··· GIVEN RECORDS

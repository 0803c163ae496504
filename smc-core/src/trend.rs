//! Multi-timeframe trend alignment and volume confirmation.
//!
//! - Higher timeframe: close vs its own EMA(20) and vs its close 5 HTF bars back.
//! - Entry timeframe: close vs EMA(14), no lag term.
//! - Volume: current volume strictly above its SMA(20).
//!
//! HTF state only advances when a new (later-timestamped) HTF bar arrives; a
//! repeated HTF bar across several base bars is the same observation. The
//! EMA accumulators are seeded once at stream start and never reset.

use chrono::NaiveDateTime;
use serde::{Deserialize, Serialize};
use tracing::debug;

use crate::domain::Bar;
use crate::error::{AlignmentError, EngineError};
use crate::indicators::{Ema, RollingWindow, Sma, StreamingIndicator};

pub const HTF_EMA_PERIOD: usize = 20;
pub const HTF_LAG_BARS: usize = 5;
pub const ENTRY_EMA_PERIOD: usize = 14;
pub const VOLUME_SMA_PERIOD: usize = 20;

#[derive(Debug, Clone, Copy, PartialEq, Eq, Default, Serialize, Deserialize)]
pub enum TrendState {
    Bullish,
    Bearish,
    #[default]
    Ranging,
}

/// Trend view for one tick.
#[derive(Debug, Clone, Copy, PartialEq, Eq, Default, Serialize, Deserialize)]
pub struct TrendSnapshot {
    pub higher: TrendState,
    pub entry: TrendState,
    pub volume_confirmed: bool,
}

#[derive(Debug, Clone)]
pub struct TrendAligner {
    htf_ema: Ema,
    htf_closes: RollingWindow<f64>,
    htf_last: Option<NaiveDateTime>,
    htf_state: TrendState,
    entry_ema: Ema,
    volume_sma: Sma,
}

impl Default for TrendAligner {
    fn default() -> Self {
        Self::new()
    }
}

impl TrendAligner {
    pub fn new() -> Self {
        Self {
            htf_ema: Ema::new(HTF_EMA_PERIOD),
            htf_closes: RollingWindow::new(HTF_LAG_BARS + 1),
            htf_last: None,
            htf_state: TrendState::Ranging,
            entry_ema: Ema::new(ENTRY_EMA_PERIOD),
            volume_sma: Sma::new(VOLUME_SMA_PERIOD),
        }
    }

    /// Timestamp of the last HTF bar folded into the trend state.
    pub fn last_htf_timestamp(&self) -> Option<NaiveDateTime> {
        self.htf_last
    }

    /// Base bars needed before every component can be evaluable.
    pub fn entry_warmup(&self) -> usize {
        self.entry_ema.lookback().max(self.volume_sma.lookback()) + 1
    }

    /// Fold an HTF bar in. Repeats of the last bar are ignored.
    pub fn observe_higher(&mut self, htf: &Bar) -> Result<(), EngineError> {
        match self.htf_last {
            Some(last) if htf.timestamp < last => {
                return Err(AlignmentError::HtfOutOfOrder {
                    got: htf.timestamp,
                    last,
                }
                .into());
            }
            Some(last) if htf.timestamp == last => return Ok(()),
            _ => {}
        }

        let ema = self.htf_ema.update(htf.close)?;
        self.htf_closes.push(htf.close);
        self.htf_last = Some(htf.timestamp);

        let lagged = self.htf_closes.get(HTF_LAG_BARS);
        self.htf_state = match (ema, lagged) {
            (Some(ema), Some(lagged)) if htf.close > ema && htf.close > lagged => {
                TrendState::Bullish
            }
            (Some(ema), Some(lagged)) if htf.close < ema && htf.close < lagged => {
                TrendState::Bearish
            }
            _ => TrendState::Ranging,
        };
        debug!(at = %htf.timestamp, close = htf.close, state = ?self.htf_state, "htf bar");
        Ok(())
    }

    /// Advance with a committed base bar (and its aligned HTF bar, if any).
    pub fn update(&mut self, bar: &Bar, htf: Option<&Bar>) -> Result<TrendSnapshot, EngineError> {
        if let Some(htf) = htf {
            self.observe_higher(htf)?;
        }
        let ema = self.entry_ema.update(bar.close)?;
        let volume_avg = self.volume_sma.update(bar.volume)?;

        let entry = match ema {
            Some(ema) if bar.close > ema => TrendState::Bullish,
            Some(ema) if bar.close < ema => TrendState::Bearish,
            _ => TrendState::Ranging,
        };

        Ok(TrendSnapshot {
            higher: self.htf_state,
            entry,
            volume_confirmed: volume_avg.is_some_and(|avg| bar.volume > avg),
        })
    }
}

······
··· GIVEN RECORDS

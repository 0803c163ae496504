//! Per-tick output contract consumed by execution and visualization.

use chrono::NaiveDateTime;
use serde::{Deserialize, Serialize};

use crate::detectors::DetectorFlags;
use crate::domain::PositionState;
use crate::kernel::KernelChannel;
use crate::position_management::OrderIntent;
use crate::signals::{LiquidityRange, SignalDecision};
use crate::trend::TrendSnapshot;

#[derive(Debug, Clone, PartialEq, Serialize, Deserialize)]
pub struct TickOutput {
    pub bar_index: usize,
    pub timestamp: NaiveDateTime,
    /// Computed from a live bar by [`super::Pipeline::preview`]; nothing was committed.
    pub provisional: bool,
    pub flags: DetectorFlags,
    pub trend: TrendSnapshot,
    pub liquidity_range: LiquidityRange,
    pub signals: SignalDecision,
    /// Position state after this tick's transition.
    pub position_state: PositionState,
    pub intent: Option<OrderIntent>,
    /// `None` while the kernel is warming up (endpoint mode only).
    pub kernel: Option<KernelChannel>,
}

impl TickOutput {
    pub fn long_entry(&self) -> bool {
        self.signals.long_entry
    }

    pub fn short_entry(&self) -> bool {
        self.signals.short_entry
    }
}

······

TO DO:
From the records above, pick out and copy each line holding the word "AlignmentError".

WRITTEN ANSWER:
use crate::error::{AlignmentError, EngineError};
                return Err(AlignmentError::HtfOutOfOrder {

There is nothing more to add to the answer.